Deep Learning-Based Digitization of Overlapping ECG Images with Open-Source Python Code

--This paper addresses the persistent challenge of accurately digitizing paper-based electrocardiogram (ECG) recordings, with a particular focus on robustly handling single leads compromised by signal overlaps--a common yet under-addressed issue in existing methodologies. We propose a two-stage pipeline designed to overcome this limitation. The first stage employs a U-Net based segmentation network, trained on a dataset enriched with overlapping signals and fortified with custom data augmentations, to accurately isolate the primary ECG trace. The subsequent stage converts this refined binary mask into a time-series signal using established digitization techniques, enhanced by an adaptive grid detection module for improved versatility across different ECG formats and scales. Our experimental results demonstrate the efficacy of our approach. The U-Net architecture achieves an Intersection over Union (IoU) of 0.87 for the fine-grained segmentation task. Crucially, our proposed digitization method yields superior performance compared to a well-established baseline technique across both non-overlapping and challenging overlapping ECG samples.
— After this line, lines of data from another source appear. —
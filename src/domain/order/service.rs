use chrono::Utc;
use std::sync::Arc;
use uuid::Uuid;

use super::errors::OrderError;
use super::events::{OrderCancelled, OrderCreated, OrderDelivered, OrderEvent, OrderFailed};
use super::validator::OrderValidator;
use super::value_objects::{Order, OrderRequest, OrderStatus, OrderSummary};
use crate::metrics::Metrics;
use crate::store::OrderStore;

// ============================================================================
// Order Lifecycle Engine
// ============================================================================
//
// Creates orders and advances NEW orders to a terminal state. Every state
// change is persisted together with its outbox event in one atomic unit;
// per-order failures during batch advancement are converted to the ERROR
// terminal state and never abort the batch.
//
// ============================================================================

const DELIVERY_ALLOWED_COUNTRIES: [&str; 5] = ["INDIA", "USA", "CANADA", "GERMANY", "UK"];

pub struct OrderService {
    store: Arc<dyn OrderStore>,
    validator: OrderValidator,
    metrics: Arc<Metrics>,
}

impl OrderService {
    pub fn new(store: Arc<dyn OrderStore>, validator: OrderValidator, metrics: Arc<Metrics>) -> Self {
        Self {
            store,
            validator,
            metrics,
        }
    }

    /// Validate and persist a new order. On validation failure nothing is
    /// persisted; on success the order and its `Created` event commit
    /// together and the generated order number is returned.
    pub async fn create_order(
        &self,
        user_name: &str,
        request: OrderRequest,
    ) -> Result<String, OrderError> {
        self.validator.validate(&request).await?;

        let order = Order {
            order_number: Uuid::new_v4().to_string(),
            user_name: user_name.to_string(),
            customer: request.customer,
            delivery_address: request.delivery_address,
            items: request.items,
            status: OrderStatus::New,
            comments: request.comments,
            created_at: Utc::now(),
        };

        let event = OrderEvent::Created(OrderCreated {
            order_number: order.order_number.clone(),
            items: order.items.clone(),
            customer: order.customer.clone(),
            delivery_address: order.delivery_address.clone(),
        });

        self.store.create_order(&order, &event).await?;

        tracing::info!(order_number = %order.order_number, "Created Order");
        Ok(order.order_number)
    }

    /// Order number + status for every order owned by the user.
    pub async fn find_orders(&self, user_name: &str) -> Result<Vec<OrderSummary>, OrderError> {
        Ok(self.store.find_summaries(user_name).await?)
    }

    /// Full order detail, scoped to the owner. An order number belonging to
    /// another owner is indistinguishable from a missing one.
    pub async fn find_user_order(
        &self,
        user_name: &str,
        order_number: &str,
    ) -> Result<Option<Order>, OrderError> {
        Ok(self.store.find_order(user_name, order_number).await?)
    }

    /// Advance every NEW order to a terminal state. Each order is evaluated
    /// and persisted independently; one order's failure does not touch the
    /// others.
    pub async fn process_new_orders(&self) -> Result<(), OrderError> {
        let orders = self.store.find_by_status(OrderStatus::New).await?;
        tracing::info!(order_count = orders.len(), "Found new orders to process");

        for order in &orders {
            self.process(order).await;
        }

        Ok(())
    }

    async fn process(&self, order: &Order) {
        match self.advance(order).await {
            Ok(status) => {
                let outcome = match status {
                    OrderStatus::Delivered => "delivered",
                    OrderStatus::Cancelled => "cancelled",
                    _ => "other",
                };
                self.metrics.orders_processed.with_label_values(&[outcome]).inc();
            }
            Err(e) => {
                tracing::error!(
                    order_number = %order.order_number,
                    error = %e,
                    "Failed to process order"
                );
                self.record_error(order, &e).await;
                self.metrics.orders_processed.with_label_values(&["error"]).inc();
            }
        }
    }

    async fn advance(&self, order: &Order) -> Result<OrderStatus, OrderError> {
        if can_be_delivered(order) {
            tracing::info!(order_number = %order.order_number, "Order can be delivered");
            let event = OrderEvent::Delivered(OrderDelivered {
                order_number: order.order_number.clone(),
            });
            self.store
                .update_status(&order.order_number, OrderStatus::Delivered, &event)
                .await?;
            Ok(OrderStatus::Delivered)
        } else {
            tracing::info!(order_number = %order.order_number, "Order can not be delivered");
            let reason = format!(
                "Can't deliver to the location: {}",
                order.delivery_address.country
            );
            let event = OrderEvent::Cancelled(OrderCancelled {
                order_number: order.order_number.clone(),
                reason,
            });
            self.store
                .update_status(&order.order_number, OrderStatus::Cancelled, &event)
                .await?;
            Ok(OrderStatus::Cancelled)
        }
    }

    /// Terminal error path: record the failure and keep going. Must never
    /// propagate past the batch loop.
    async fn record_error(&self, order: &Order, error: &OrderError) {
        let event = OrderEvent::Error(OrderFailed {
            order_number: order.order_number.clone(),
            reason: error.to_string(),
            customer: order.customer.clone(),
        });

        if let Err(e) = self
            .store
            .update_status(&order.order_number, OrderStatus::Error, &event)
            .await
        {
            tracing::error!(
                order_number = %order.order_number,
                error = %e,
                "Failed to record order error state"
            );
        }
    }
}

fn can_be_delivered(order: &Order) -> bool {
    DELIVERY_ALLOWED_COUNTRIES.contains(&order.delivery_address.country.to_uppercase().as_str())
}
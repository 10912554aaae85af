// ============================================================================
// Order Domain - Business Logic for the Order Lifecycle
// ============================================================================
//
// This module contains ALL order-specific code:
// - Value objects (Order, OrderItem, Customer, Address, OrderStatus)
// - Events (OrderEvent: Created, Delivered, Cancelled, Error)
// - Errors (OrderError enum)
// - Validator (catalog-backed request validation)
// - Service (order lifecycle engine: create, read, batch advancement)
//
// Persistence and messaging live behind traits in `store` and `messaging`.
//
// ============================================================================

pub mod errors;
pub mod events;
pub mod service;
pub mod validator;
pub mod value_objects;

pub use errors::*;
pub use events::*;
pub use service::*;
pub use validator::*;
pub use value_objects::*;
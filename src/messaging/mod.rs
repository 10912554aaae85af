use async_trait::async_trait;

use crate::outbox::OutboxEvent;

pub mod kafka;

pub use kafka::{EventTopics, KafkaEventPublisher};

#[derive(Debug, thiserror::Error)]
pub enum PublishError {
    #[error("broker send failed: {0}")]
    Send(String),
}

/// Outbound event channel. Implementations must only return `Ok` once the
/// broker acknowledged the message.
#[async_trait]
pub trait EventPublisher: Send + Sync {
    async fn publish(&self, event: &OutboxEvent) -> Result<(), PublishError>;
}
For non-overlapping signals, our method achieved a Mean Squared Error (MSE) of 0.0010 and a Pearson Correlation Coefficient ( ρ) of 0.9644, compared to 0.0015 and 0.9366, respectively, for the baseline. On samples with signal overlap, our method achieved an MSE of 0.0029 and a ρ of 0.9641, significantly improving upon the baseline's 0.0178 and 0.8676. This work demonstrates an effective strategy to significantly enhance digitization accuracy, especially in the presence of signal overlaps, thereby laying a strong foundation for the reliable conversion of analog ECG records into analyzable digital data for contemporary research and clinical applications. Electrocardiogram (ECG) serves as a cornerstone in the diagnosis and ongoing monitoring of cardiovascular diseases, which persist as a primary cause of mortality globally [1]. The ability to access and analyze ECG time-series data substantially enhances the efficacy of deep learning-based clinical decision support systems [2].